-- Opening Marker --
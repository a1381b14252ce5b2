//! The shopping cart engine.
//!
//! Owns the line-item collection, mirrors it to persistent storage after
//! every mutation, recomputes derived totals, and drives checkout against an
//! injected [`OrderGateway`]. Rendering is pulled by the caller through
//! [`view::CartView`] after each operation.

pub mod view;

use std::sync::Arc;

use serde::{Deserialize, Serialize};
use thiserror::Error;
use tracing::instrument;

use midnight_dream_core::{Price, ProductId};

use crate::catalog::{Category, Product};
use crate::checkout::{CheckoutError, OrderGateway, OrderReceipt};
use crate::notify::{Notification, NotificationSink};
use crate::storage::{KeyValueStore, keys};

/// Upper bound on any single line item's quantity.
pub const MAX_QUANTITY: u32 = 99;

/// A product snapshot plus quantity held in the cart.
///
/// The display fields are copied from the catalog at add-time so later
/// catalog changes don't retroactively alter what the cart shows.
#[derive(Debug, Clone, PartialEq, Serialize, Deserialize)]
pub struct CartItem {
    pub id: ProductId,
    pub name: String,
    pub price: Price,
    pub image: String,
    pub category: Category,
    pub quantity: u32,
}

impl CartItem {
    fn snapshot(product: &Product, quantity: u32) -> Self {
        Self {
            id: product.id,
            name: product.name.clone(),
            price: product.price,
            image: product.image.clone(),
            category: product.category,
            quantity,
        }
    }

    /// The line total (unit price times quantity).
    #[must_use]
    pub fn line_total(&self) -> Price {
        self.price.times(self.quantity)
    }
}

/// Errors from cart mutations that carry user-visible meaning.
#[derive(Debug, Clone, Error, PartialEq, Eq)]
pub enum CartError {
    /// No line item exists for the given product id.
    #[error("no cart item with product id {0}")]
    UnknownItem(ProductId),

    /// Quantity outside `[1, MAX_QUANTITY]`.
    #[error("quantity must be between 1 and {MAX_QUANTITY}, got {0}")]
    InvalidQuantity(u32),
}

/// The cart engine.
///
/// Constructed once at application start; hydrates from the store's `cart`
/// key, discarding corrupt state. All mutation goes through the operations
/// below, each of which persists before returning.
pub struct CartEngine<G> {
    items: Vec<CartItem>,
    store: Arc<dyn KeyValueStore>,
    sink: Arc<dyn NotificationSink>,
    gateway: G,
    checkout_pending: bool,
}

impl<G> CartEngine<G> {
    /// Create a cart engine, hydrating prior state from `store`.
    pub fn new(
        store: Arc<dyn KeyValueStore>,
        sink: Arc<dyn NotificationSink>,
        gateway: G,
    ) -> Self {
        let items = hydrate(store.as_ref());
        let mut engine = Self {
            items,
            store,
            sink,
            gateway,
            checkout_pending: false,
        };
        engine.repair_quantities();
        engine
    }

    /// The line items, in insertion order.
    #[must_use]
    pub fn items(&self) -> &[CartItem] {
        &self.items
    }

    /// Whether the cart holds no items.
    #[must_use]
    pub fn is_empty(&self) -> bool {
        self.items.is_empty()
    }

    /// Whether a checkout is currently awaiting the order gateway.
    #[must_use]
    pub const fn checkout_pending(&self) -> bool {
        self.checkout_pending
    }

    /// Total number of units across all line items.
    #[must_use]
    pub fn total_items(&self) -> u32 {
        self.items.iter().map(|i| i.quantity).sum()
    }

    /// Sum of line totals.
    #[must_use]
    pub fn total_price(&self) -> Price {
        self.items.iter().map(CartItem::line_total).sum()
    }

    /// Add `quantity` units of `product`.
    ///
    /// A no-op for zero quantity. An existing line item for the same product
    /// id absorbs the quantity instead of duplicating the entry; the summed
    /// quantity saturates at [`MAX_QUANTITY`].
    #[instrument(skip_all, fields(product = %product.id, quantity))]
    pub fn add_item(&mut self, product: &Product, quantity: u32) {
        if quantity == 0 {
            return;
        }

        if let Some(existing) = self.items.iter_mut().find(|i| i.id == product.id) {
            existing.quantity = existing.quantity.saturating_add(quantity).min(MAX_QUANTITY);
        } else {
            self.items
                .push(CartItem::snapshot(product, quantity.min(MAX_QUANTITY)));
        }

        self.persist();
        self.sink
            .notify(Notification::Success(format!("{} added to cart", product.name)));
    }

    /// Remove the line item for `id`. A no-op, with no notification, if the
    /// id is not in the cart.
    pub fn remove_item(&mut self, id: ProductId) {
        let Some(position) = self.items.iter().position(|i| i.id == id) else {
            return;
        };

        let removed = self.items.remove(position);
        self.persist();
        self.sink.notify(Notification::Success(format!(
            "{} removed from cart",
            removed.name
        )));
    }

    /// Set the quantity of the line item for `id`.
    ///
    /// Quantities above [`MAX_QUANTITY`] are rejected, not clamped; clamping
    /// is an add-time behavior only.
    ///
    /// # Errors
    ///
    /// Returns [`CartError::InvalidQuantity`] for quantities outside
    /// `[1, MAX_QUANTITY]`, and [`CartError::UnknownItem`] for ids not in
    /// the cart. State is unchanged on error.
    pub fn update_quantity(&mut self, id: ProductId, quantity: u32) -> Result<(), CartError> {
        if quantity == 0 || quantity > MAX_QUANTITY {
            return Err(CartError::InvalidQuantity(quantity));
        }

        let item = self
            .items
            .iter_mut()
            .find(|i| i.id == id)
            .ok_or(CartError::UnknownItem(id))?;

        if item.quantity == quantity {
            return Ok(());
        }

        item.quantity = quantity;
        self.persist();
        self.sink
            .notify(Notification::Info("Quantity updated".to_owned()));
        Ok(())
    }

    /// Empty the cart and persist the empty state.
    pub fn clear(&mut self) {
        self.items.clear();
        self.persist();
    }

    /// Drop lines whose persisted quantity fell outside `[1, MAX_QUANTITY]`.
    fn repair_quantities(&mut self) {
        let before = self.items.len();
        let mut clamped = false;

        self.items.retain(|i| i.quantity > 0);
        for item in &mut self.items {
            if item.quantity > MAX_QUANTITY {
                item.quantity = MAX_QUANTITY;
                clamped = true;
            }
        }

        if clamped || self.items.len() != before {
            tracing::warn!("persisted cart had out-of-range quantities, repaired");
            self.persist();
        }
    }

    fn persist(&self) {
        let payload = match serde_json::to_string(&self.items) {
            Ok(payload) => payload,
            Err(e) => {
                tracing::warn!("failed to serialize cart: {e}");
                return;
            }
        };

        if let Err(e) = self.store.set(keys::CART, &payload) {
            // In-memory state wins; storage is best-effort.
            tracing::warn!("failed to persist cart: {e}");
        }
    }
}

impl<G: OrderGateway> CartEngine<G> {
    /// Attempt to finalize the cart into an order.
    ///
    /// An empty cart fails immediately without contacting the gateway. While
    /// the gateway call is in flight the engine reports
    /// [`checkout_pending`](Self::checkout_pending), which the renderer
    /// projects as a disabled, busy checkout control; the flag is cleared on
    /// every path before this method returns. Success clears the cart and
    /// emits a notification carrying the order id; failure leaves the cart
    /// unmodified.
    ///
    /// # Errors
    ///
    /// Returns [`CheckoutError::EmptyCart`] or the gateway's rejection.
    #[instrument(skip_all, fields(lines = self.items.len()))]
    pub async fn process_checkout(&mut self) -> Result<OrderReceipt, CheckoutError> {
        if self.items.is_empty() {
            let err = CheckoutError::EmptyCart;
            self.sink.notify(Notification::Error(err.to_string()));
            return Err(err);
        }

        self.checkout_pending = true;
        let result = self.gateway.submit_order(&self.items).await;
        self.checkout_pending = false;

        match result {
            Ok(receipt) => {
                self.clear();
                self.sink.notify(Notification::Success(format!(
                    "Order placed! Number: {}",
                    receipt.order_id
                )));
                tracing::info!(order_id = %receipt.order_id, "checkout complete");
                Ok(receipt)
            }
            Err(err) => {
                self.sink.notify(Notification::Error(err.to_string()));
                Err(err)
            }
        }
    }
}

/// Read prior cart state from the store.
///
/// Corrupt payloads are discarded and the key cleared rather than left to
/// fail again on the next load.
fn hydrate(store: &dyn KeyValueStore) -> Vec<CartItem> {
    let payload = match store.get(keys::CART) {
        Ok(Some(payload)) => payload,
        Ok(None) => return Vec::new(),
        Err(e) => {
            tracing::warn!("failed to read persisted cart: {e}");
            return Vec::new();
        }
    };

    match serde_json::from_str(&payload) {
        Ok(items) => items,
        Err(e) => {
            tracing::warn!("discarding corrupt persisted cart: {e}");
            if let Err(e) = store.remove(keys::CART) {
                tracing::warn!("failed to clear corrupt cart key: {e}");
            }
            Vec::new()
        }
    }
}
-- Closing Marker --
TO DO: How many lines of the listing above include the word "bool"? State the number and nothing else.

COMPLETED TASK: 3